### Exercise instructions
Lines before the one containing "application data directory" are left out. Retype that line and the rest through the end of the material exactly.

### Provided information
..............................

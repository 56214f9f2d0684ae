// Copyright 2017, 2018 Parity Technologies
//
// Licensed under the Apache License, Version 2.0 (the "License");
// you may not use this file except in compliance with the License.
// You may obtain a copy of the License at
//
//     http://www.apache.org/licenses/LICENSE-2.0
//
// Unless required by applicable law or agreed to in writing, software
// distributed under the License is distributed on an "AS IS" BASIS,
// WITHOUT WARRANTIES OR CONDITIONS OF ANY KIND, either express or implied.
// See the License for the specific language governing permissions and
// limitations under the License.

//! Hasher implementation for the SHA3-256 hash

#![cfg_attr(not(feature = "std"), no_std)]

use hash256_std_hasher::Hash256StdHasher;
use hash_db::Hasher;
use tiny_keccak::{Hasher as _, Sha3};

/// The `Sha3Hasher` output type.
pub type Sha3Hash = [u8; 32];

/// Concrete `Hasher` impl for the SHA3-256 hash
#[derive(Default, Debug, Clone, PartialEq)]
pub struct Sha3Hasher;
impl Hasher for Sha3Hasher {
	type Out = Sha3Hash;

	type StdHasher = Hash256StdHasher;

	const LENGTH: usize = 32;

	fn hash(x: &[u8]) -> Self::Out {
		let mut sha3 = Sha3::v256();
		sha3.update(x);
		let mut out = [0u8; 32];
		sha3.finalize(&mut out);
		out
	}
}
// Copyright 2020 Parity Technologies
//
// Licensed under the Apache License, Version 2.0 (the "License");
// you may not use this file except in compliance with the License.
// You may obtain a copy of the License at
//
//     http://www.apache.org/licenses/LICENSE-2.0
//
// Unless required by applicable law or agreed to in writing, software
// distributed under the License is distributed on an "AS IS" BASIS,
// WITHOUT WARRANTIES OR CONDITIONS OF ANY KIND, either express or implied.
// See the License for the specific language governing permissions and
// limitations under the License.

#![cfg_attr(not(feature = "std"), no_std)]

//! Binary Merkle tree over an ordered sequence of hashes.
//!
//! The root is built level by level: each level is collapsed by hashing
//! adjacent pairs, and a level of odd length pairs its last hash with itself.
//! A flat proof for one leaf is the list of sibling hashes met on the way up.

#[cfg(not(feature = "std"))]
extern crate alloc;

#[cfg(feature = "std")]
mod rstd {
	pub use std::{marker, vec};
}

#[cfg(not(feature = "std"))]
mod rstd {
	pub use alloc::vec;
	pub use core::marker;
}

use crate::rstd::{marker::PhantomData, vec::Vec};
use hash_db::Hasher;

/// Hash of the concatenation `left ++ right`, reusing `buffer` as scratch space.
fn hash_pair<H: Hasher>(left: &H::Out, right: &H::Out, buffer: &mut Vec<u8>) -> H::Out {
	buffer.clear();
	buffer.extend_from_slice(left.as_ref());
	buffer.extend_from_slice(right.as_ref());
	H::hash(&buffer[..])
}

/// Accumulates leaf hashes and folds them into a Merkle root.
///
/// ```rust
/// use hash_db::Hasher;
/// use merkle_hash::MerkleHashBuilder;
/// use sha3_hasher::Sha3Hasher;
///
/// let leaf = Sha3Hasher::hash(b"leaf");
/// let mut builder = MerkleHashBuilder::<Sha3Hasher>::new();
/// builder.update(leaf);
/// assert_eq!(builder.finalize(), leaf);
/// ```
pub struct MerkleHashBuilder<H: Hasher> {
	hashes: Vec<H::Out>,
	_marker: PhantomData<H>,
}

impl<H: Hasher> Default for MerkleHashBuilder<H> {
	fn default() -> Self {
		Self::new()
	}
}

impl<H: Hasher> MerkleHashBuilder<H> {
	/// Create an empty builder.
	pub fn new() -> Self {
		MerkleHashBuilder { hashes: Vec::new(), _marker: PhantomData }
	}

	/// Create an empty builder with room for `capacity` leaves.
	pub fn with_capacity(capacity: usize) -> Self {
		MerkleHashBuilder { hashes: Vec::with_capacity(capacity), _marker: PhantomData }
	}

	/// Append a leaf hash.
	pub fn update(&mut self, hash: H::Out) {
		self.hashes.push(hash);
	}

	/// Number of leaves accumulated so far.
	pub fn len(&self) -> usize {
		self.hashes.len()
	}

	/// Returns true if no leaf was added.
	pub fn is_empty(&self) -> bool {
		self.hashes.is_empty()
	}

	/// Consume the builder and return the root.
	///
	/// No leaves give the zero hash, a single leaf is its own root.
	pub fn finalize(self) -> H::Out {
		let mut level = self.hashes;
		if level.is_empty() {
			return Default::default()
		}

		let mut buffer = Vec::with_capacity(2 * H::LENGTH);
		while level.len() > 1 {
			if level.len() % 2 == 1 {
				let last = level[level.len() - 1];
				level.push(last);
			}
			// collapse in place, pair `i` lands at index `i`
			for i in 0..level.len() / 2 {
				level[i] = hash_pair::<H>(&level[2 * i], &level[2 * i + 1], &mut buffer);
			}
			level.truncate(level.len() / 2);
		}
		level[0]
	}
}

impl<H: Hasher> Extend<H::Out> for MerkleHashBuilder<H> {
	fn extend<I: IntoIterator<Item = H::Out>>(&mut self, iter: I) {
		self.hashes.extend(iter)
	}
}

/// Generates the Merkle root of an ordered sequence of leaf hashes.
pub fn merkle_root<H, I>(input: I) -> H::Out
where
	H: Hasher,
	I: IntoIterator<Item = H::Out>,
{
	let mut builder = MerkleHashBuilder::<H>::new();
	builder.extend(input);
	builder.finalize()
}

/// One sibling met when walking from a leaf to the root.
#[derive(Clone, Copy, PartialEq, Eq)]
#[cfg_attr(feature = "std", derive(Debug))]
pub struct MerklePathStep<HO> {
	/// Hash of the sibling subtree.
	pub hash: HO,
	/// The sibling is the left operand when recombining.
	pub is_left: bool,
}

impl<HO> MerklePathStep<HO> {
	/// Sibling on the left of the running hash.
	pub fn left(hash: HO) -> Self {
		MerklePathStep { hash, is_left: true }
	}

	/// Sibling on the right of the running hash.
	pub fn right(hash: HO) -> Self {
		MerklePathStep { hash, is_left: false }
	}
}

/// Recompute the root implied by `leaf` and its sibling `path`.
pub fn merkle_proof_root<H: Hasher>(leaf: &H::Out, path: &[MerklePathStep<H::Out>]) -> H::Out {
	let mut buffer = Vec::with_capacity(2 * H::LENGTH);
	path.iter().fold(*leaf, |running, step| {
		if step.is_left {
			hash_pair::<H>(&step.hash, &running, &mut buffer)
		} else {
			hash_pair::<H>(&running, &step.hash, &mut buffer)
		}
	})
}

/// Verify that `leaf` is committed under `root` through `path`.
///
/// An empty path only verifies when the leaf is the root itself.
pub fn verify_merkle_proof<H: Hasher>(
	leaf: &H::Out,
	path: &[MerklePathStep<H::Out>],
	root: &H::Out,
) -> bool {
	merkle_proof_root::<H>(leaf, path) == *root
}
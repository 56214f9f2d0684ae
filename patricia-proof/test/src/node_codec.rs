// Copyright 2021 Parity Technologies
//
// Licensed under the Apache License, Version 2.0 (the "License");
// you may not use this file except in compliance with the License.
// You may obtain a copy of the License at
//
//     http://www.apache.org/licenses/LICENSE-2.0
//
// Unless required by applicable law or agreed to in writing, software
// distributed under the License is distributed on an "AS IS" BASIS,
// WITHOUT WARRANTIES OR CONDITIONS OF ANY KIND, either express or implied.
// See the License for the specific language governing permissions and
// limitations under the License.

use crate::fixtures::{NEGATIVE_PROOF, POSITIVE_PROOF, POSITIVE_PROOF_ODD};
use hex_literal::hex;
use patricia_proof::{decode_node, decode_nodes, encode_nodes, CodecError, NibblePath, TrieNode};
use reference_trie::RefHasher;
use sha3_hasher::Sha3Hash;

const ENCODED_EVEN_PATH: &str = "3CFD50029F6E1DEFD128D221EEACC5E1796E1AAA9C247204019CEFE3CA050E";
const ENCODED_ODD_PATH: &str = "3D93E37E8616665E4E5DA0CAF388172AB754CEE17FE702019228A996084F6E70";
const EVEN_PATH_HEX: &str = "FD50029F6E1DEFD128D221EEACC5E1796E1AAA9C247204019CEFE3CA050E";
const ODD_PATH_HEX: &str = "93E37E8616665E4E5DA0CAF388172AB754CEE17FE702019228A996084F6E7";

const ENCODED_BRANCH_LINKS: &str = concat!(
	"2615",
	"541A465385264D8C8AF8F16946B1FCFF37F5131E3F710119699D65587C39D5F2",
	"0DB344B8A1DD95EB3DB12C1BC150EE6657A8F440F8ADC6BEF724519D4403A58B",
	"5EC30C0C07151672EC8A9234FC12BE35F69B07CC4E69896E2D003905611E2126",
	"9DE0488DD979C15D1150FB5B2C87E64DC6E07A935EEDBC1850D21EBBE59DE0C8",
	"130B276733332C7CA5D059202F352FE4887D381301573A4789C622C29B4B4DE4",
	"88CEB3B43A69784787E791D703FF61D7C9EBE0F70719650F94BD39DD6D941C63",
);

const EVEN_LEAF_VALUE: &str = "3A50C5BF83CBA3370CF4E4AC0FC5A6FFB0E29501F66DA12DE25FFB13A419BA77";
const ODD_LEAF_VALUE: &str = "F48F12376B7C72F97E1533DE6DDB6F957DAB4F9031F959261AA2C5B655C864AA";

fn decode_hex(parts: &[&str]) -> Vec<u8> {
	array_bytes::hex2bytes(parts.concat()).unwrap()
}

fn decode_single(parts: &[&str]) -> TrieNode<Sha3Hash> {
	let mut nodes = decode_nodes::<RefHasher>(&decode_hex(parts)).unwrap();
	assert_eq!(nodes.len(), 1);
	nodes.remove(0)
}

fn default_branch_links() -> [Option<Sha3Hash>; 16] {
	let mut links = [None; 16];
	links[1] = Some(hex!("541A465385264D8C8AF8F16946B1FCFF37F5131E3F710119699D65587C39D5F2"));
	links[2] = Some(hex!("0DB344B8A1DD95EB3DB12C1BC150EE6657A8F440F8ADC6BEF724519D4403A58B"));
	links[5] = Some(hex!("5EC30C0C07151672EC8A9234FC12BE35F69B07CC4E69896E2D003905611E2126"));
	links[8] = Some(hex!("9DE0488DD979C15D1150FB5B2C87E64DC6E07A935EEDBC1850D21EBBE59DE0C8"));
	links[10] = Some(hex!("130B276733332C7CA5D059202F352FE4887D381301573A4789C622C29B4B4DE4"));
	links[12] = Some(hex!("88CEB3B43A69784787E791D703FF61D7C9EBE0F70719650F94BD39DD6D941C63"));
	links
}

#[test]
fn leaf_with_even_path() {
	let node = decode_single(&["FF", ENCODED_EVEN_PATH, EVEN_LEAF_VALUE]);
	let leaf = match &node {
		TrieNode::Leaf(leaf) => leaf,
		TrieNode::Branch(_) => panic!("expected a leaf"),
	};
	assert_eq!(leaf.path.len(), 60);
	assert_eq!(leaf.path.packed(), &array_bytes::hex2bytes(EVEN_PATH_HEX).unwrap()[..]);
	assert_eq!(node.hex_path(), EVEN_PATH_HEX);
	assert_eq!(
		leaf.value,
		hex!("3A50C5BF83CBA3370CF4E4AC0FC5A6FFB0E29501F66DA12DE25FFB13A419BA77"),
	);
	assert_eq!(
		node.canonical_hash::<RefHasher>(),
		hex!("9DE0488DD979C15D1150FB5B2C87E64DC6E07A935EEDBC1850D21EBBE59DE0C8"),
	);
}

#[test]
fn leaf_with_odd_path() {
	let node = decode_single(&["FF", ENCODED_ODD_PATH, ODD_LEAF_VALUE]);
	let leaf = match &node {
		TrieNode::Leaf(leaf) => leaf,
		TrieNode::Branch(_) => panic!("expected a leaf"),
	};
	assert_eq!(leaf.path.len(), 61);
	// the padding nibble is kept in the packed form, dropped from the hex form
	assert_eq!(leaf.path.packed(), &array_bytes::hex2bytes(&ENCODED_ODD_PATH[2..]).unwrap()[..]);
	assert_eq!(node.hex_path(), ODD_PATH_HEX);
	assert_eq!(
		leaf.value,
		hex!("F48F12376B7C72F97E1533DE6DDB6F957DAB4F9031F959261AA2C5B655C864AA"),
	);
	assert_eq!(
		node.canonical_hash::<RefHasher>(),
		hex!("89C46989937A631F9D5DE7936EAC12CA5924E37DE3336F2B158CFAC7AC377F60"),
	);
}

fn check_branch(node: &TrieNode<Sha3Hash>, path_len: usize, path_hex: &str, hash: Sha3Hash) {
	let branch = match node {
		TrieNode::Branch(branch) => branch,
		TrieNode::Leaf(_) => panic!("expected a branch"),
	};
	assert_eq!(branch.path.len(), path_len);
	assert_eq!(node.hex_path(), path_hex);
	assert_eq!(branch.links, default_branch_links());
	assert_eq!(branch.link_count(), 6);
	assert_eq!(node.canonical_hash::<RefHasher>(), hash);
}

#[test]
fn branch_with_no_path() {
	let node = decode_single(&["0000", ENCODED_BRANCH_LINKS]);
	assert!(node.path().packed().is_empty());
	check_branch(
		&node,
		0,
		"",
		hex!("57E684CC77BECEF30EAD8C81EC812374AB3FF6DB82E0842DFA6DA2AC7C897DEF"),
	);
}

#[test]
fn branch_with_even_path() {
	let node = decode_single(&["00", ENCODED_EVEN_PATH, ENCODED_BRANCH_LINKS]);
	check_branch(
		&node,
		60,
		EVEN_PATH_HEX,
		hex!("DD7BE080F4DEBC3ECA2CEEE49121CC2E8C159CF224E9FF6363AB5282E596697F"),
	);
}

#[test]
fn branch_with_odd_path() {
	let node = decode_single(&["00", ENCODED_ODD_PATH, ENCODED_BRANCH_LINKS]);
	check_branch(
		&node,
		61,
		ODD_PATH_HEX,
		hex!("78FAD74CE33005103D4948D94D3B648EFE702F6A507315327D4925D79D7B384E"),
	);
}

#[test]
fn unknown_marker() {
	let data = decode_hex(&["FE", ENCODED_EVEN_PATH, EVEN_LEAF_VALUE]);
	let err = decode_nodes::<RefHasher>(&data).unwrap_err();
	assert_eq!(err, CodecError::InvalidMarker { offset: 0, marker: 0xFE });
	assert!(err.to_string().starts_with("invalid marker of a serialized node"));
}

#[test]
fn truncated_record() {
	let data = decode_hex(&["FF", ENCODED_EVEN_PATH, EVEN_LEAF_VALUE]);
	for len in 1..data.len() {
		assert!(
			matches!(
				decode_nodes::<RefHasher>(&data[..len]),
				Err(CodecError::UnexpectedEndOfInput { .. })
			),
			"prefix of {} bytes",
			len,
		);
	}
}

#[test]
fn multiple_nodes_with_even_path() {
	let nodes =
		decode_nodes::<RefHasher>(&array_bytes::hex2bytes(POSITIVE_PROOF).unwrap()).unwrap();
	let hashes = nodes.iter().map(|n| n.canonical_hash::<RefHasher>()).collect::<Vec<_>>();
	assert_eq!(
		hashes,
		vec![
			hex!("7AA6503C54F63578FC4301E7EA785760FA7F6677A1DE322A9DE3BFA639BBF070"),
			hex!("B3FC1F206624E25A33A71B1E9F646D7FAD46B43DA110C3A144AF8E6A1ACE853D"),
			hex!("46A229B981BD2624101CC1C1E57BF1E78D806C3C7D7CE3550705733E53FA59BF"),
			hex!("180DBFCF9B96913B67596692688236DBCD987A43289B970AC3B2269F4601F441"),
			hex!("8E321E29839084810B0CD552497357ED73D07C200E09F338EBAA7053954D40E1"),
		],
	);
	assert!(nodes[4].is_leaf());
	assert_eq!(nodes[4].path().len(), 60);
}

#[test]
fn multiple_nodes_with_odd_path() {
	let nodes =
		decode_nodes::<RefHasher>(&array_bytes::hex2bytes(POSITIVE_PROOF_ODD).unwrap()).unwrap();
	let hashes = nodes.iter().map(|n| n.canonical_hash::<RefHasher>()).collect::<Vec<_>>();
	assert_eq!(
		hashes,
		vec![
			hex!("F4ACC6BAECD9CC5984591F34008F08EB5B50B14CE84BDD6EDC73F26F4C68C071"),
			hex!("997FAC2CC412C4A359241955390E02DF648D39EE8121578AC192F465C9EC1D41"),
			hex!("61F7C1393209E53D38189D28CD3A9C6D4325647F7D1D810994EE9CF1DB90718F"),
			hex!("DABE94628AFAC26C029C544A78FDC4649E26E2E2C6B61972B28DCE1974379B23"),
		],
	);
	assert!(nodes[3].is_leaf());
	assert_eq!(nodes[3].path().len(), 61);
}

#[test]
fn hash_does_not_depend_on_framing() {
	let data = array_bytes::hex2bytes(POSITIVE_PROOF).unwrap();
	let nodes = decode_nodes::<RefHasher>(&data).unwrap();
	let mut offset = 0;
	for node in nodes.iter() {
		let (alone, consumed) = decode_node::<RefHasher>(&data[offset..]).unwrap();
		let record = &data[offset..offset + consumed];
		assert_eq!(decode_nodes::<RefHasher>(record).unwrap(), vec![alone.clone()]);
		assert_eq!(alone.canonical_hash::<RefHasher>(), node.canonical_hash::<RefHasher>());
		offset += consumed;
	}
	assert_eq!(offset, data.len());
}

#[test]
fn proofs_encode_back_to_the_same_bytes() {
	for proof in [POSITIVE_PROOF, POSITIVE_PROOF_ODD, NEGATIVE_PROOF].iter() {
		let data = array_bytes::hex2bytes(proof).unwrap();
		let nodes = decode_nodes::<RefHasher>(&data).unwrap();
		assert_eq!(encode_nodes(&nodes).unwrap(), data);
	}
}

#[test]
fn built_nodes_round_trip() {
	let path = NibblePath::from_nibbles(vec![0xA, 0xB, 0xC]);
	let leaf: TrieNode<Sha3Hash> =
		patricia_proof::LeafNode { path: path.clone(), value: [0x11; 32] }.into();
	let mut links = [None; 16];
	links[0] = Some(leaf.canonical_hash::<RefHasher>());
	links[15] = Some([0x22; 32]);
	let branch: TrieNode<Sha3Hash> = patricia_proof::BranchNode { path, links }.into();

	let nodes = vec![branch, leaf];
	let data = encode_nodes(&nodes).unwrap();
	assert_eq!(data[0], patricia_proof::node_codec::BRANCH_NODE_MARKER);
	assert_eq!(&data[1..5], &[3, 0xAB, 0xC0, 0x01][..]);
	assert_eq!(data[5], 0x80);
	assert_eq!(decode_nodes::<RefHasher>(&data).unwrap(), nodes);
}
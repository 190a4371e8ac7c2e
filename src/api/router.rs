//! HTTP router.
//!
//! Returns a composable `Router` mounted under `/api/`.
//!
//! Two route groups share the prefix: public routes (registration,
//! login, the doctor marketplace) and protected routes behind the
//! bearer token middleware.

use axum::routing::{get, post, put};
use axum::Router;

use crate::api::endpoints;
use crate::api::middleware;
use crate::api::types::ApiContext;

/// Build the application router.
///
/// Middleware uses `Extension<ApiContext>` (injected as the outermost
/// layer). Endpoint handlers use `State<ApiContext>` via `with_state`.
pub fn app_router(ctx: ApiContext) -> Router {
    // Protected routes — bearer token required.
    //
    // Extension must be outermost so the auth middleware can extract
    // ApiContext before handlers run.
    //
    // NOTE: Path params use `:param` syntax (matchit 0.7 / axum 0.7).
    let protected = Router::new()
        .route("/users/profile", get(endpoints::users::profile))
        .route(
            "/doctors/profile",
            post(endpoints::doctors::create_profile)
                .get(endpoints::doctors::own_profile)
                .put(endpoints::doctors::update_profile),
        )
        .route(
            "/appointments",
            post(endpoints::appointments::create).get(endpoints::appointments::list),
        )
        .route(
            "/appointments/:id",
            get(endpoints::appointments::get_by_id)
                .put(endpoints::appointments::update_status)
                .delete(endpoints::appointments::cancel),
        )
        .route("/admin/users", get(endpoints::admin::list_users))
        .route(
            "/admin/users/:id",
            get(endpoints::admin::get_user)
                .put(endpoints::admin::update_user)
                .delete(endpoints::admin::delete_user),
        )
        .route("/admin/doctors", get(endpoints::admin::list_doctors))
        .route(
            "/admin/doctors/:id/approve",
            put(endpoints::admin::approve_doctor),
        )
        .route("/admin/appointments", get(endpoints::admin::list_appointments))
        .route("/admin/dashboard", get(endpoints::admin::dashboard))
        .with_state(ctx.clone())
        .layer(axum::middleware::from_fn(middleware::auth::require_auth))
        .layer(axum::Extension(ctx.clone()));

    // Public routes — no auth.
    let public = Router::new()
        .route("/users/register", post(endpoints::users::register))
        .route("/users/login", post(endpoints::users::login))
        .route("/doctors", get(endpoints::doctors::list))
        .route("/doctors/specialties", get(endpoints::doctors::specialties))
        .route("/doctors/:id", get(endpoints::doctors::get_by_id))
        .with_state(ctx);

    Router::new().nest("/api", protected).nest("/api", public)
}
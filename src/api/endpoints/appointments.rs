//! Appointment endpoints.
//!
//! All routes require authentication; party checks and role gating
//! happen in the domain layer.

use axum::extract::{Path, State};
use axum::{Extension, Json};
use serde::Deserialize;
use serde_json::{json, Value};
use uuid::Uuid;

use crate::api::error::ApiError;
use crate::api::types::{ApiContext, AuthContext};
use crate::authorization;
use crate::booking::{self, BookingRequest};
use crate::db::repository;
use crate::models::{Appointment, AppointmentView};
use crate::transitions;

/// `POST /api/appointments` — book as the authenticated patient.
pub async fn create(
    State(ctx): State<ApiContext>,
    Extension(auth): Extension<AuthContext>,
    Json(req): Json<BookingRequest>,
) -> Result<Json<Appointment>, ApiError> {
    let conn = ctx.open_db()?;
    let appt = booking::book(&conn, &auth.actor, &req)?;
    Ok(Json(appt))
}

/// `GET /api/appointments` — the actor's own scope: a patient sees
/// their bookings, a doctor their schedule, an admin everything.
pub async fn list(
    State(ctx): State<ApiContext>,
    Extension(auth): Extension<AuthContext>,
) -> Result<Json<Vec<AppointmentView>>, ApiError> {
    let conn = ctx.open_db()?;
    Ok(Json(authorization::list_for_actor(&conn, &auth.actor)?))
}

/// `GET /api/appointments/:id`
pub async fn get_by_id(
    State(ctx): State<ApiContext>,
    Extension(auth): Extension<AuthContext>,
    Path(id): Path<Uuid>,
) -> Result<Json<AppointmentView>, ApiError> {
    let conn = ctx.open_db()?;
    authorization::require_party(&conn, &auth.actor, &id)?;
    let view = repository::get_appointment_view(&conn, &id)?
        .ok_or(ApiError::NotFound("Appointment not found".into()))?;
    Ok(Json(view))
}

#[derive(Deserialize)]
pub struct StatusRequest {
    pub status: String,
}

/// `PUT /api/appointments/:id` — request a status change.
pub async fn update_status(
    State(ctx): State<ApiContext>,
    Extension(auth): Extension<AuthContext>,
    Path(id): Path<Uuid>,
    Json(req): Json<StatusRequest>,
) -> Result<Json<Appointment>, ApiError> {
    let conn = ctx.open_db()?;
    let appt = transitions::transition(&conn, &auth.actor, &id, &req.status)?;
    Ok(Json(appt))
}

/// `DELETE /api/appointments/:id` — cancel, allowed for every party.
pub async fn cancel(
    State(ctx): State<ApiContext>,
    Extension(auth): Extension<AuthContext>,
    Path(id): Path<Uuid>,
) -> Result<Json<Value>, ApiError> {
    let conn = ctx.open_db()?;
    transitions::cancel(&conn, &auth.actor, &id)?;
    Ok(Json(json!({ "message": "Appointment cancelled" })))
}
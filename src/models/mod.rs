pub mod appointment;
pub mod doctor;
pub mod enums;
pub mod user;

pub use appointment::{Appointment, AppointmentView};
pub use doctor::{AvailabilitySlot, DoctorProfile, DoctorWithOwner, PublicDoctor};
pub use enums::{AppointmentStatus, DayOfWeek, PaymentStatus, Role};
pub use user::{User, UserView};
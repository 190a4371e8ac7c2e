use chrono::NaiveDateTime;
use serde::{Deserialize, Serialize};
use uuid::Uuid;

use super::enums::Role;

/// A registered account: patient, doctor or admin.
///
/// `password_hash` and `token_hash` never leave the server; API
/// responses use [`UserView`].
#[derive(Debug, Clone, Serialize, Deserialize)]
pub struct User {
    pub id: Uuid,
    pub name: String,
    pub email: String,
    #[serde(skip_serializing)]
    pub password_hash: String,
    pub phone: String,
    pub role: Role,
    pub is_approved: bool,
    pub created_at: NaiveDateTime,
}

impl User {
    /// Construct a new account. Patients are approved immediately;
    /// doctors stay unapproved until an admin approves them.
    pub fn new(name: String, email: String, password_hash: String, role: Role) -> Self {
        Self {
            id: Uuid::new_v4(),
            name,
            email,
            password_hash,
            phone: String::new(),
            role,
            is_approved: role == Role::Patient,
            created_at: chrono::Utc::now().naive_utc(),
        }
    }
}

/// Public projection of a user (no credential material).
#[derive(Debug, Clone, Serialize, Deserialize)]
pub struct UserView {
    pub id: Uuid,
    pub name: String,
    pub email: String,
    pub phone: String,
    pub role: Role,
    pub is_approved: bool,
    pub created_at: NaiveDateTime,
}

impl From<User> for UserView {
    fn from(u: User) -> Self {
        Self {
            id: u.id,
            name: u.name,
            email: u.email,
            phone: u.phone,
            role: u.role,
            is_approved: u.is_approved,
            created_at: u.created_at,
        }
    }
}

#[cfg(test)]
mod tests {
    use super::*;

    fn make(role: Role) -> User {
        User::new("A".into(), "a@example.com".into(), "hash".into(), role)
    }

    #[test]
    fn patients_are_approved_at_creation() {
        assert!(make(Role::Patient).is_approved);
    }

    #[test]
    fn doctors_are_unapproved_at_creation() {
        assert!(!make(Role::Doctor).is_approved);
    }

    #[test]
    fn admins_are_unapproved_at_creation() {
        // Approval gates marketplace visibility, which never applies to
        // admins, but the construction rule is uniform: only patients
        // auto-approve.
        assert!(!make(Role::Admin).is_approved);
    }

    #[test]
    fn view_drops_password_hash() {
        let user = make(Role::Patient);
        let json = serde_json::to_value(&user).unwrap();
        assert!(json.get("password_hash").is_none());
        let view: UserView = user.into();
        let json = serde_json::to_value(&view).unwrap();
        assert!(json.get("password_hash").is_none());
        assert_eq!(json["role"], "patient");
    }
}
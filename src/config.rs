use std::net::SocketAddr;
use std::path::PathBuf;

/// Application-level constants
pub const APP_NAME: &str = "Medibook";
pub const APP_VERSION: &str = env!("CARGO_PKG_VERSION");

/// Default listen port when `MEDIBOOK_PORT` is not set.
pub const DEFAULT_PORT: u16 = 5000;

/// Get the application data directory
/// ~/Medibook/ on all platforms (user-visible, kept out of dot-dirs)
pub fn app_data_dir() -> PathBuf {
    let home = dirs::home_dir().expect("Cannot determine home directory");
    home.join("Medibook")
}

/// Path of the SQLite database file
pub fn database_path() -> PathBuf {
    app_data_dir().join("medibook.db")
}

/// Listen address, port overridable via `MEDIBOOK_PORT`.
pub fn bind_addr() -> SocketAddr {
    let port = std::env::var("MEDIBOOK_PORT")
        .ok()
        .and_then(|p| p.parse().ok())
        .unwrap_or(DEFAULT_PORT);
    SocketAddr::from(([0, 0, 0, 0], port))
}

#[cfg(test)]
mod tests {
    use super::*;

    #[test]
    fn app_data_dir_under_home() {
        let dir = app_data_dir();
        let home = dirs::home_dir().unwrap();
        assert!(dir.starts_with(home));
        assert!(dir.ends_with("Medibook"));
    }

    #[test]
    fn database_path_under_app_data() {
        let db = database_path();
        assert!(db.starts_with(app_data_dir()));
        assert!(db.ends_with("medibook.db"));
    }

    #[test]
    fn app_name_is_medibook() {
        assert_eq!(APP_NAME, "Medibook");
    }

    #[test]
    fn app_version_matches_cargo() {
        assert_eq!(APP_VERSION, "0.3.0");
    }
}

..............................

### Answer to this exercise
/// Get the application data directory
/// ~/Medibook/ on all platforms (user-visible, kept out of dot-dirs)
pub fn app_data_dir() -> PathBuf {
    let home = dirs::home_dir().expect("Cannot determine home directory");
    home.join("Medibook")
}

/// Path of the SQLite database file
pub fn database_path() -> PathBuf {
    app_data_dir().join("medibook.db")
}

/// Listen address, port overridable via `MEDIBOOK_PORT`.
pub fn bind_addr() -> SocketAddr {
    let port = std::env::var("MEDIBOOK_PORT")
        .ok()
        .and_then(|p| p.parse().ok())
        .unwrap_or(DEFAULT_PORT);
    SocketAddr::from(([0, 0, 0, 0], port))
}

#[cfg(test)]
mod tests {
    use super::*;

    #[test]
    fn app_data_dir_under_home() {
        let dir = app_data_dir();
        let home = dirs::home_dir().unwrap();
        assert!(dir.starts_with(home));
        assert!(dir.ends_with("Medibook"));
    }

    #[test]
    fn database_path_under_app_data() {
        let db = database_path();
        assert!(db.starts_with(app_data_dir()));
        assert!(db.ends_with("medibook.db"));
    }

    #[test]
    fn app_name_is_medibook() {
        assert_eq!(APP_NAME, "Medibook");
    }

    #[test]
    fn app_version_matches_cargo() {
        assert_eq!(APP_VERSION, "0.3.0");
    }
}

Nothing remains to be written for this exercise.